An Explainable Hybrid Ensemble Framework for Region-Adaptive Crop Recommendation Using Multi-Source Agricultural Data
DOI:
https://doi.org/10.70917/ijcisim-2026-2874Keywords:
Crop Recommendation, Explainable Artificial Intelligence, Precision Agriculture, Bayesian Optimization, Ensemble Learning, SHAP, Remote Sensing, Sustainable AgricultureAbstract
Choosing an appropriate crop for a set of soil and environmental conditions exists one of most important decisions affecting agricultural productivity and long-term sustainability. Despite much of advances in machine learning-based agricultural analytics, larger existing crop recommendation models function as black-box systems and often face struggle to adapt across numerous geographic locations.
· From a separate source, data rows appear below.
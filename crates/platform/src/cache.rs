//! Cache maintenance around DMA transfers.
//!
//! With the D-cache enabled, the CPU and the DMA engine see two different
//! views of a buffer:
//!
//! - CPU writes may sit in dirty cache lines that never reached RAM, so the
//!   engine reads stale data unless the range is **published** (cleaned)
//!   before the transfer is issued.
//! - Engine writes land in RAM behind the cache, so the CPU keeps reading
//!   stale lines unless the range is **acquired** (invalidated) after the
//!   engine finishes and before the CPU reads.
//!
//! Getting this wrong is never reported. It shows up only as wrong samples,
//! which is why the orchestrator performs both steps itself.
//!
//! The destination buffer is published too, before the receive transfer is
//! armed: a dirty line evicted mid-transfer would overwrite DMA data.
//!
//! # References
//! - ARM DDI0489F §B3.5: Cache coherency
//! - ST AN4839: Level 1 cache on STM32F7 Series and STM32H7 Series

use crate::dma::{DmaBuffer, DmaBufferMut};

/// Publish/acquire capability over DMA word buffers.
///
/// On hardware with automatic coherency both operations are no-ops
/// ([`CoherentMemory`]).
pub trait CacheMaintenance {
    /// Make prior CPU writes to `buffer` visible to the DMA engine.
    fn publish_to_device<B: DmaBuffer + ?Sized>(&mut self, buffer: &B);

    /// Make DMA engine writes to `buffer` visible to the CPU.
    fn acquire_from_device<B: DmaBufferMut + ?Sized>(&mut self, buffer: &mut B);
}

/// Cache backend for coherent memory (non-cacheable region, coherent
/// interconnect, or caches disabled).
#[derive(Debug, Default, Clone, Copy)]
pub struct CoherentMemory;

impl CacheMaintenance for CoherentMemory {
    fn publish_to_device<B: DmaBuffer + ?Sized>(&mut self, _buffer: &B) {}

    fn acquire_from_device<B: DmaBufferMut + ?Sized>(&mut self, _buffer: &mut B) {}
}

/// Cortex-M7 D-cache backend: clean by address to publish, invalidate by
/// address to acquire.
///
/// Buffers must start on a cache line and span whole lines
/// ([`crate::CACHE_LINE_BYTES`]); invalidating a partial line would also
/// discard CPU writes to whatever shares it.
#[cfg(feature = "hardware")]
pub struct CortexMDataCache {
    scb: cortex_m::peripheral::SCB,
}

#[cfg(feature = "hardware")]
impl CortexMDataCache {
    /// Take ownership of the SCB for cache maintenance.
    pub fn new(scb: cortex_m::peripheral::SCB) -> Self {
        Self { scb }
    }

    /// Give the SCB back.
    pub fn free(self) -> cortex_m::peripheral::SCB {
        self.scb
    }
}

#[cfg(feature = "hardware")]
impl CacheMaintenance for CortexMDataCache {
    fn publish_to_device<B: DmaBuffer + ?Sized>(&mut self, buffer: &B) {
        self.scb.clean_dcache_by_slice(buffer.words());
    }

    fn acquire_from_device<B: DmaBufferMut + ?Sized>(&mut self, buffer: &mut B) {
        // SAFETY: the buffer is exclusively borrowed, so no CPU writes to it
        // can be pending, and DMA buffers are whole cache lines, so no
        // neighbouring data shares the invalidated lines.
        unsafe { self.scb.invalidate_dcache_by_slice(buffer.words_mut()) }
    }
}
use std::env;
use std::fs::File;
use std::io::Write;
use std::path::PathBuf;

fn main() -> Result<(), Box<dyn std::error::Error>> {
    // Only run linker script setup for hardware builds. Build scripts see the
    // package's features through the environment, not through cfg.
    if env::var_os("CARGO_FEATURE_HARDWARE").is_some() {
        // Put `memory.x` in our output directory and ensure it's on the linker search path.
        let out = PathBuf::from(env::var_os("OUT_DIR").ok_or("OUT_DIR not set")?);
        File::create(out.join("memory.x"))?.write_all(include_bytes!("memory.x"))?;

        println!("cargo:rustc-link-search={}", out.display());
        println!("cargo:rustc-link-arg-bin=firmware=-Tlink.x");
        println!("cargo:rustc-link-arg-bin=firmware=-Tdefmt.x");
        println!("cargo:rerun-if-changed=memory.x");
    }

    println!("cargo:rerun-if-changed=build.rs");
    Ok(())
}
//! Mock implementations for testing
//!
//! Host-side doubles for every platform capability. They share one
//! [`OpTrace`], so a test can assert on the interleaving of register writes,
//! cache maintenance and DMA operations across capabilities.
//!
//! [`SimulatedSoc`] models a non-coherent system: the CPU works on its own
//! buffers (the "cache"), while the DMA engine only ever sees
//! [`DeviceMemory`]. Data crosses between the two only through
//! [`WriteBackCache`], so a missing publish or acquire produces exactly the
//! stale-data symptom it would on hardware.

#![cfg(any(test, feature = "std"))]

use std::cell::{Cell, RefCell};
use std::collections::BTreeMap;
use std::rc::Rc;
use std::vec::Vec;

use crate::dma::{
    DmaBuffer, DmaBufferMut, DmaEngine, DmaError, InitFailure, IrqMask, SubmitFailure,
    TransferDirection,
};
use crate::{CacheMaintenance, RegisterBus};

/// One observable platform operation.
#[derive(Debug, Clone, PartialEq, Eq)]
pub enum TraceEvent {
    /// Register write through a traced [`RecordingBus`].
    RegisterWrite {
        /// Byte offset.
        offset: usize,
        /// Written value.
        value: u32,
    },
    /// `DmaEngine::initialize` was called.
    DmaInitialize {
        /// Requested device id.
        device_id: u16,
    },
    /// Interrupts were masked on a channel.
    InterruptsDisabled {
        /// Channel.
        direction: TransferDirection,
    },
    /// The engine accepted a transfer.
    TransferIssued {
        /// Channel.
        direction: TransferDirection,
        /// Buffer address.
        address: usize,
        /// Length in bytes.
        length: usize,
    },
    /// CPU writes were published to device memory.
    Publish {
        /// Buffer address.
        address: usize,
        /// Length in bytes.
        len: usize,
    },
    /// Device writes were acquired into the CPU view.
    Acquire {
        /// Buffer address.
        address: usize,
        /// Length in bytes.
        len: usize,
    },
    /// The engine was reset.
    DmaReset,
}

/// Shared, append-only operation log.
#[derive(Debug, Clone, Default)]
pub struct OpTrace(Rc<RefCell<Vec<TraceEvent>>>);

impl OpTrace {
    /// Create an empty trace.
    pub fn new() -> Self {
        Self::default()
    }

    /// Append an event.
    pub fn record(&self, event: TraceEvent) {
        self.0.borrow_mut().push(event);
    }

    /// Snapshot of all events so far.
    pub fn events(&self) -> Vec<TraceEvent> {
        self.0.borrow().clone()
    }

    /// Index of the first event matching `predicate`.
    pub fn position(&self, predicate: impl Fn(&TraceEvent) -> bool) -> Option<usize> {
        self.0.borrow().iter().position(predicate)
    }
}

/// Register file backed by a map, logging every write.
///
/// Unwritten registers read as zero.
#[derive(Debug, Default)]
pub struct RecordingBus {
    registers: BTreeMap<usize, u32>,
    writes: Vec<(usize, u32)>,
    trace: Option<OpTrace>,
}

impl RecordingBus {
    /// Create an empty, untraced bus.
    pub fn new() -> Self {
        Self::default()
    }

    /// Create a bus that also records writes into `trace`.
    pub fn with_trace(trace: OpTrace) -> Self {
        Self {
            trace: Some(trace),
            ..Self::default()
        }
    }

    /// Preload a register without logging a write.
    pub fn set_register(&mut self, offset: usize, value: u32) {
        self.registers.insert(offset, value);
    }

    /// All writes in order, as `(offset, value)`.
    pub fn writes(&self) -> &[(usize, u32)] {
        &self.writes
    }

    /// Values written to `offset`, in order.
    pub fn writes_to(&self, offset: usize) -> Vec<u32> {
        self.writes
            .iter()
            .filter(|(o, _)| *o == offset)
            .map(|(_, v)| *v)
            .collect()
    }
}

impl RegisterBus for RecordingBus {
    fn write_register(&mut self, offset: usize, value: u32) {
        self.registers.insert(offset, value);
        self.writes.push((offset, value));
        if let Some(trace) = &self.trace {
            trace.record(TraceEvent::RegisterWrite { offset, value });
        }
    }

    fn read_register(&self, offset: usize) -> u32 {
        self.registers.get(&offset).copied().unwrap_or(0)
    }
}

/// Physical memory as seen by the DMA engine, one `u32` per 4-byte address.
///
/// Words never written read back as [`DeviceMemory::POISON`].
#[derive(Debug, Clone, Default)]
pub struct DeviceMemory(Rc<RefCell<BTreeMap<usize, u32>>>);

impl DeviceMemory {
    /// Value of device words nothing has written.
    pub const POISON: u32 = 0xA5A5_A5A5;

    /// Create empty (all-poison) memory.
    pub fn new() -> Self {
        Self::default()
    }

    /// Read one word.
    pub fn read_word(&self, address: usize) -> u32 {
        self.0.borrow().get(&address).copied().unwrap_or(Self::POISON)
    }

    /// Write one word.
    pub fn write_word(&self, address: usize, value: u32) {
        self.0.borrow_mut().insert(address, value);
    }

    /// Copy `words` to consecutive addresses from `address`.
    pub fn store(&self, address: usize, words: &[u32]) {
        let mut memory = self.0.borrow_mut();
        for (index, word) in words.iter().enumerate() {
            memory.insert(word_address(address, index), *word);
        }
    }

    /// Fill `words` from consecutive addresses from `address`.
    pub fn load_into(&self, address: usize, words: &mut [u32]) {
        let memory = self.0.borrow();
        for (index, word) in words.iter_mut().enumerate() {
            *word = memory
                .get(&word_address(address, index))
                .copied()
                .unwrap_or(Self::POISON);
        }
    }
}

fn word_address(base: usize, index: usize) -> usize {
    base.wrapping_add(index.wrapping_mul(core::mem::size_of::<u32>()))
}

/// Non-coherent cache model: publish copies the CPU buffer into
/// [`DeviceMemory`], acquire copies device memory back over it.
#[derive(Debug, Clone)]
pub struct WriteBackCache {
    memory: DeviceMemory,
    trace: OpTrace,
}

impl CacheMaintenance for WriteBackCache {
    fn publish_to_device<B: DmaBuffer + ?Sized>(&mut self, buffer: &B) {
        self.trace.record(TraceEvent::Publish {
            address: buffer.address(),
            len: buffer.byte_len(),
        });
        self.memory.store(buffer.address(), buffer.words());
    }

    fn acquire_from_device<B: DmaBufferMut + ?Sized>(&mut self, buffer: &mut B) {
        self.trace.record(TraceEvent::Acquire {
            address: buffer.address(),
            len: buffer.byte_len(),
        });
        let address = buffer.address();
        self.memory.load_into(address, buffer.words_mut());
    }
}

/// Busy countdown meaning "never completes".
const STALLED: u32 = u32::MAX;

/// Stream loopback DMA engine: MM2S data lands unchanged in the armed S2MM
/// buffer.
///
/// A transmit with no receive armed has nowhere to go, so the transmit
/// channel stalls forever, as an AXI stream with no consumer would.
pub struct LoopbackEngine {
    device_id: u16,
    memory: DeviceMemory,
    trace: OpTrace,
    initialized: bool,
    refusal: Option<InitFailure>,
    latency_polls: u32,
    stalled: bool,
    submit_refusal: Option<(TransferDirection, SubmitFailure)>,
    stream_limit_words: Option<usize>,
    receiver: Option<(usize, usize)>,
    rx_busy: Cell<u32>,
    tx_busy: Cell<u32>,
}

impl LoopbackEngine {
    /// Identity loopback answering to `device_id`.
    pub fn new(device_id: u16, memory: DeviceMemory, trace: OpTrace) -> Self {
        Self {
            device_id,
            memory,
            trace,
            initialized: false,
            refusal: None,
            latency_polls: 0,
            stalled: false,
            submit_refusal: None,
            stream_limit_words: None,
            receiver: None,
            rx_busy: Cell::new(0),
            tx_busy: Cell::new(0),
        }
    }

    /// Report busy for `polls` busy queries after each transfer.
    #[must_use]
    pub fn with_latency(mut self, polls: u32) -> Self {
        self.latency_polls = polls;
        self
    }

    /// Deliver at most `words` words per transmit; the rest of the armed
    /// receive buffer is left as it was in device memory.
    #[must_use]
    pub fn with_stream_limit(mut self, words: usize) -> Self {
        self.stream_limit_words = Some(words);
        self
    }

    /// Reject initialisation with `reason` even for the right device id.
    #[must_use]
    pub fn refusing_init(mut self, reason: InitFailure) -> Self {
        self.refusal = Some(reason);
        self
    }

    /// Reject every transfer in `direction` with `reason`. Rejections are
    /// not traced.
    #[must_use]
    pub fn refusing_transfer(mut self, direction: TransferDirection, reason: SubmitFailure) -> Self {
        self.submit_refusal = Some((direction, reason));
        self
    }

    /// Accept transfers but never complete them.
    #[must_use]
    pub fn stalled(mut self) -> Self {
        self.stalled = true;
        self
    }

    fn busy_cell(&self, direction: TransferDirection) -> &Cell<u32> {
        match direction {
            TransferDirection::ReceiveFromDevice => &self.rx_busy,
            TransferDirection::TransmitToDevice => &self.tx_busy,
        }
    }

    fn completion_countdown(&self) -> u32 {
        if self.stalled {
            STALLED
        } else {
            self.latency_polls
        }
    }

    fn stream(&mut self, source: usize, length: usize) {
        let Some((destination, capacity)) = self.receiver.take() else {
            self.tx_busy.set(STALLED);
            return;
        };
        let words = length.min(capacity).wrapping_div(core::mem::size_of::<u32>());
        let words = self.stream_limit_words.map_or(words, |limit| words.min(limit));
        for index in 0..words {
            let word = self.memory.read_word(word_address(source, index));
            self.memory
                .write_word(word_address(destination, index), word);
        }
        let countdown = self.completion_countdown();
        self.tx_busy.set(countdown);
        self.rx_busy.set(countdown);
    }
}

impl DmaEngine for LoopbackEngine {
    fn initialize(&mut self, device_id: u16) -> Result<(), DmaError> {
        self.trace.record(TraceEvent::DmaInitialize { device_id });
        if device_id != self.device_id {
            return Err(DmaError::ConfigNotFound { device_id });
        }
        if let Some(reason) = self.refusal {
            return Err(DmaError::InitializationFailed { reason });
        }
        self.initialized = true;
        Ok(())
    }

    fn disable_interrupts(&mut self, _mask: IrqMask, direction: TransferDirection) {
        self.trace.record(TraceEvent::InterruptsDisabled { direction });
    }

    fn issue_transfer(
        &mut self,
        address: usize,
        length: usize,
        direction: TransferDirection,
    ) -> Result<(), DmaError> {
        let reject = |reason| DmaError::TransferSubmissionFailed { direction, reason };
        if !self.initialized {
            return Err(reject(SubmitFailure::NotInitialized));
        }
        if length == 0 {
            return Err(reject(SubmitFailure::ZeroLength));
        }
        if address & 0b11 != 0 || length & 0b11 != 0 {
            return Err(reject(SubmitFailure::Misaligned));
        }
        if self.busy_cell(direction).get() != 0 {
            return Err(reject(SubmitFailure::ChannelBusy));
        }
        if let Some((refused, reason)) = self.submit_refusal {
            if refused == direction {
                return Err(reject(reason));
            }
        }

        self.trace.record(TraceEvent::TransferIssued {
            direction,
            address,
            length,
        });
        match direction {
            TransferDirection::ReceiveFromDevice => {
                self.receiver = Some((address, length));
                // Completes when the stream delivers data.
                self.rx_busy.set(STALLED);
            }
            TransferDirection::TransmitToDevice => self.stream(address, length),
        }
        Ok(())
    }

    fn is_busy(&self, direction: TransferDirection) -> bool {
        let cell = self.busy_cell(direction);
        match cell.get() {
            0 => false,
            STALLED => true,
            remaining => {
                cell.set(remaining.saturating_sub(1));
                true
            }
        }
    }

    fn reset(&mut self) {
        self.trace.record(TraceEvent::DmaReset);
        self.initialized = false;
        self.receiver = None;
        self.rx_busy.set(0);
        self.tx_busy.set(0);
    }
}

/// A small non-coherent SoC: traced register buses, device memory, a
/// write-back cache and loopback DMA engines, all sharing one trace.
#[derive(Debug, Clone, Default)]
pub struct SimulatedSoc {
    trace: OpTrace,
    memory: DeviceMemory,
}

impl SimulatedSoc {
    /// Fresh SoC with empty trace and all-poison device memory.
    pub fn new() -> Self {
        Self::default()
    }

    /// The shared operation trace.
    pub fn trace(&self) -> &OpTrace {
        &self.trace
    }

    /// The DMA-side view of memory.
    pub fn memory(&self) -> &DeviceMemory {
        &self.memory
    }

    /// Register bus that records into the shared trace.
    pub fn register_bus(&self) -> RecordingBus {
        RecordingBus::with_trace(self.trace.clone())
    }

    /// Identity loopback engine configured as `device_id`.
    pub fn loopback_engine(&self, device_id: u16) -> LoopbackEngine {
        LoopbackEngine::new(device_id, self.memory.clone(), self.trace.clone())
    }

    /// Cache model between CPU buffers and device memory.
    pub fn write_back_cache(&self) -> WriteBackCache {
        WriteBackCache {
            memory: self.memory.clone(),
            trace: self.trace.clone(),
        }
    }
}

/// [`embedded_hal::delay::DelayNs`] backed by `std::thread::sleep`.
#[derive(Debug, Default, Clone, Copy)]
pub struct StdDelay;

impl embedded_hal::delay::DelayNs for StdDelay {
    fn delay_ns(&mut self, ns: u32) {
        std::thread::sleep(std::time::Duration::from_nanos(u64::from(ns)));
    }
}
Larger predictive performance may not always translate into practical considerations which farmers and agricultural planners can readily make use. In order to solve those challenges, the review gives an explainable hybrid ensemble system for region-adaptive crop recommendation which merges Random Forest, XGBoost, and Deep Neural Network models within a Bayesian optimization scheme. Proposed system integrates information from different agricultural sources, consisting soil nutrient properties, historical cultivation records, weather observations and satellite-derived vegetation indicators, permitting diverse environmental parameters to be simultaneously considered. The data quality was improved via missing-value imputation, dimensionality reduction, feature normalization and feature relevance analysis before the model training. The proposed framework was evaluated making utilizing agricultural datasets gathered from India and Africa under a 10-fold cross-validation strategy. The ensemble model performed an accuracy of 93.1%, an RMSE of 5.46, and an R² value of 0.95, outperforming the individual learning models. Evaluation on geographically different datasets further consistently demonstrated predictive capability, accuracy of 91.3% during cross-regional validation. Explainability analysis based on SHAP revealed that rainfall and vegetation-related indicators exerted the strongest influence on crop suitability predictions. The outcome demonstrates that integrating ensemble learning with explainable artificial intelligence can reliably provide transparent crop recommendations, offering support practically for resource-efficient farming, precision agriculture and climate-resilient agricultural planning.